(RECORDS SUPPLIED begins)
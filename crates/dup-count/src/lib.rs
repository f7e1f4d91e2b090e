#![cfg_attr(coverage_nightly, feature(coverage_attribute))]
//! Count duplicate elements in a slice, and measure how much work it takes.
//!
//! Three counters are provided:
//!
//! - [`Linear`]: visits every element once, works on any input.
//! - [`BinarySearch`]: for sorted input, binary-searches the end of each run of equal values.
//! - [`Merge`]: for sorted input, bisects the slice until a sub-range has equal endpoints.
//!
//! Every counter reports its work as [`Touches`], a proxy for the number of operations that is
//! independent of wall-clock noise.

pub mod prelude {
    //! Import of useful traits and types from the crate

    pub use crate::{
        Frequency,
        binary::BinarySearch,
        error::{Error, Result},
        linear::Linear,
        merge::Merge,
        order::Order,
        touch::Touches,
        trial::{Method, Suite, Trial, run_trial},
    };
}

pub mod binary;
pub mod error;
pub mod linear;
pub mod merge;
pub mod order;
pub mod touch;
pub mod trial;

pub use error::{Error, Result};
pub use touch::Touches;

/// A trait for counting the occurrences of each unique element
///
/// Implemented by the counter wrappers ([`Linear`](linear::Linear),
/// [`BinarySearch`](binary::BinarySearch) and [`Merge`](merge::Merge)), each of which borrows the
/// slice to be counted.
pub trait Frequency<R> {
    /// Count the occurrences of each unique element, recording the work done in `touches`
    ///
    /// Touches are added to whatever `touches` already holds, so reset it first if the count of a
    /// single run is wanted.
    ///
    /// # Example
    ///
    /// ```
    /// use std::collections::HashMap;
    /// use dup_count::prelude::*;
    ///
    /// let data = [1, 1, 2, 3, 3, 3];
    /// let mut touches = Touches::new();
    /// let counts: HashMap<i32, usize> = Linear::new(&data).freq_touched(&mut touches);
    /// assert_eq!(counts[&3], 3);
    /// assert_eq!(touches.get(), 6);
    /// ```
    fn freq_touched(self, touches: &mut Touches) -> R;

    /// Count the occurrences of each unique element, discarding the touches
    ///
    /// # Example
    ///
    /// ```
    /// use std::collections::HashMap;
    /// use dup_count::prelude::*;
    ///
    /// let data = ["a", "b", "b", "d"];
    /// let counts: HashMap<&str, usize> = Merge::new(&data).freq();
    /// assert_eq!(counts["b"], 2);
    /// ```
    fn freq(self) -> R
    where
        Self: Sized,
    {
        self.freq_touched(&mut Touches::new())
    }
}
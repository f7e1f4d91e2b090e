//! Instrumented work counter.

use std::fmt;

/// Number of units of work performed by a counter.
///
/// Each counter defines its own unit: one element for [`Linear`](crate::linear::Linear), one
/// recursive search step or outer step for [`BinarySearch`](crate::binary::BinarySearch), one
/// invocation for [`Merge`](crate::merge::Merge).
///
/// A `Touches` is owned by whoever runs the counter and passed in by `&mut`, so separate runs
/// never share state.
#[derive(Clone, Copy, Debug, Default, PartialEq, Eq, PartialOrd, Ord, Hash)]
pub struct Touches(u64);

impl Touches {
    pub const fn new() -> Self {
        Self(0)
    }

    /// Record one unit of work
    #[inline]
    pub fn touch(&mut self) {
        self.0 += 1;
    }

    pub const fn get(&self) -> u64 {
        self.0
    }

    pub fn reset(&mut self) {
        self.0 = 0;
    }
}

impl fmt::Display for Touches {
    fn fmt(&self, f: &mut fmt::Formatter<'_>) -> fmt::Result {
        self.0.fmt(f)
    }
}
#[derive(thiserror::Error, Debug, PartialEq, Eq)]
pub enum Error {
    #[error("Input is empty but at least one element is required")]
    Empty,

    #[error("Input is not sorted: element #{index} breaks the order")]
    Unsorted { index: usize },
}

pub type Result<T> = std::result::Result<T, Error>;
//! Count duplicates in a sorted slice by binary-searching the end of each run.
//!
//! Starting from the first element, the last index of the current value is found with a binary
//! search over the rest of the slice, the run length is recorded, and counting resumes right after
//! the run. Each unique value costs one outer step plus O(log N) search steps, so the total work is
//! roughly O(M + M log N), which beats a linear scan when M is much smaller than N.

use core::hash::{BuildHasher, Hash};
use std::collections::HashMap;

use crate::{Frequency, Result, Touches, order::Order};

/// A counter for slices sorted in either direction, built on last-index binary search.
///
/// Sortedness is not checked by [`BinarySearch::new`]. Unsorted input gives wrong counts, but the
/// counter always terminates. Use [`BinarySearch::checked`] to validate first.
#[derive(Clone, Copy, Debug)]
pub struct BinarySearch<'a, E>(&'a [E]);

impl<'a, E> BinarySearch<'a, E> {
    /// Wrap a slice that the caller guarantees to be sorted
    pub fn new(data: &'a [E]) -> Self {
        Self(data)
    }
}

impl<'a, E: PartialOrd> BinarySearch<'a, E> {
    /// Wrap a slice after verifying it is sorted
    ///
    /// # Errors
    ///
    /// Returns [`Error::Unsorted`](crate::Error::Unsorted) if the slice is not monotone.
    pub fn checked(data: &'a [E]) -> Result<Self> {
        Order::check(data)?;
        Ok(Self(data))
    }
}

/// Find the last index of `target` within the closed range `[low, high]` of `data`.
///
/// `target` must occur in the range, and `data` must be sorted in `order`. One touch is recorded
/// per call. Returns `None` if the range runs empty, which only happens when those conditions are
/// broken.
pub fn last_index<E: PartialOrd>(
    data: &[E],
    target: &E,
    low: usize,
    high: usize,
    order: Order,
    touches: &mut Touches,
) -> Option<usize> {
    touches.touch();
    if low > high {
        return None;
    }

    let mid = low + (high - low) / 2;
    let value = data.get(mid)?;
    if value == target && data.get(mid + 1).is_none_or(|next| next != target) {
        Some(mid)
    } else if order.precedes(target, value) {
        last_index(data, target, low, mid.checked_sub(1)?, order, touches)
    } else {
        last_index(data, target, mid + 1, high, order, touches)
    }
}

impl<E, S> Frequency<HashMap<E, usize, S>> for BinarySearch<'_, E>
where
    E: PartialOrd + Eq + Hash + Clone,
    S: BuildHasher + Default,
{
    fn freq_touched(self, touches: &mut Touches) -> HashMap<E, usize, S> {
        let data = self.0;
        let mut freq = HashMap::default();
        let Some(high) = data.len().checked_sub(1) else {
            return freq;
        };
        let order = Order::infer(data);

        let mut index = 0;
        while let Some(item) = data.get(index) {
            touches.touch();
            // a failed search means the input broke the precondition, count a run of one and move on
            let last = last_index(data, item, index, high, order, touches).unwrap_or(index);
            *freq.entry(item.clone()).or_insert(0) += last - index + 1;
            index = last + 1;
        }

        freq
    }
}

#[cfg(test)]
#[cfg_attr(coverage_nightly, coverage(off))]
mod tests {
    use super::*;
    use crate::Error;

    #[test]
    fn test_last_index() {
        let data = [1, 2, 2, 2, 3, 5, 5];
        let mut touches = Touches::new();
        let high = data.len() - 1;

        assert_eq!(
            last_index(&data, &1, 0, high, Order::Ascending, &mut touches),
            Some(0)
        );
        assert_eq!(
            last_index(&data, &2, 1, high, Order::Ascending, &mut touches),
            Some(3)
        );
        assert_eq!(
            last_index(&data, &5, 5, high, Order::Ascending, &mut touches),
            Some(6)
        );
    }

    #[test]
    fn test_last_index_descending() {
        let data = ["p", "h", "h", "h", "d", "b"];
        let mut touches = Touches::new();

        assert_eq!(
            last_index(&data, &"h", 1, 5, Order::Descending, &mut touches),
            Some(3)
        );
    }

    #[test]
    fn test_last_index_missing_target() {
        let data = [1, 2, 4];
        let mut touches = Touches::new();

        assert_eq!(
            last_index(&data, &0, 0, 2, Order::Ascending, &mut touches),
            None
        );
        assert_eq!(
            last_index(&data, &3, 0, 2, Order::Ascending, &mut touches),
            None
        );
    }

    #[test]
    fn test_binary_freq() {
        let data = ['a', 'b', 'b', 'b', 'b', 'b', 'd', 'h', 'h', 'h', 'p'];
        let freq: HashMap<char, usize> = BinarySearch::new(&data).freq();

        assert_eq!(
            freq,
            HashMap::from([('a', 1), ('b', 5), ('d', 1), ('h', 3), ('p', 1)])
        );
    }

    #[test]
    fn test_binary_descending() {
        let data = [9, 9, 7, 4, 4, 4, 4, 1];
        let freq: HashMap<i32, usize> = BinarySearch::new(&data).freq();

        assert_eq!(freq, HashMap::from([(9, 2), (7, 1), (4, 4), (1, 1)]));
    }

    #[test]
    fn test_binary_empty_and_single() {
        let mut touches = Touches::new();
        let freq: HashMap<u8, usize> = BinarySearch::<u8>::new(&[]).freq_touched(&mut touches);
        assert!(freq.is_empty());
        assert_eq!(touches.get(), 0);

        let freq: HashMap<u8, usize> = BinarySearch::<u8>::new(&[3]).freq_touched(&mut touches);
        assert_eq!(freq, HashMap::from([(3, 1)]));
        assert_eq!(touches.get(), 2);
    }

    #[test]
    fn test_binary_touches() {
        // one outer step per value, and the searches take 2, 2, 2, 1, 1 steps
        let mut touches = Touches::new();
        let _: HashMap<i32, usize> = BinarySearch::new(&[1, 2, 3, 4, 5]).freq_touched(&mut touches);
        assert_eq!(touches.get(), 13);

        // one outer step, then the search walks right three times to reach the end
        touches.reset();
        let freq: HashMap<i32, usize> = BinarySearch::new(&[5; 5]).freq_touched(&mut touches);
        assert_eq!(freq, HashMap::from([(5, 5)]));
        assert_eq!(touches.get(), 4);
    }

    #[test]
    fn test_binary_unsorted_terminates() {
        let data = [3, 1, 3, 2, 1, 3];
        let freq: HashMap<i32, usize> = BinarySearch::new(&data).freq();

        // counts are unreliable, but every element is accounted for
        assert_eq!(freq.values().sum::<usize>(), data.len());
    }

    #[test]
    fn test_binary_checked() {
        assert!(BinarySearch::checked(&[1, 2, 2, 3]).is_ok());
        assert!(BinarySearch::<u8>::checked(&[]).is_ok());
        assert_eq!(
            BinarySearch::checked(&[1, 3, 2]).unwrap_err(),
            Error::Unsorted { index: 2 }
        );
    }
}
(RECORDS SUPPLIED ends)
_YOUR OBJECTIVE_
Bring together all lines of the entries above in which the string "steps" occurs.

_ANSWER TO THIS TASK_
//! the run. Each unique value costs one outer step plus O(log N) search steps, so the total work is
        // one outer step per value, and the searches take 2, 2, 2, 1, 1 steps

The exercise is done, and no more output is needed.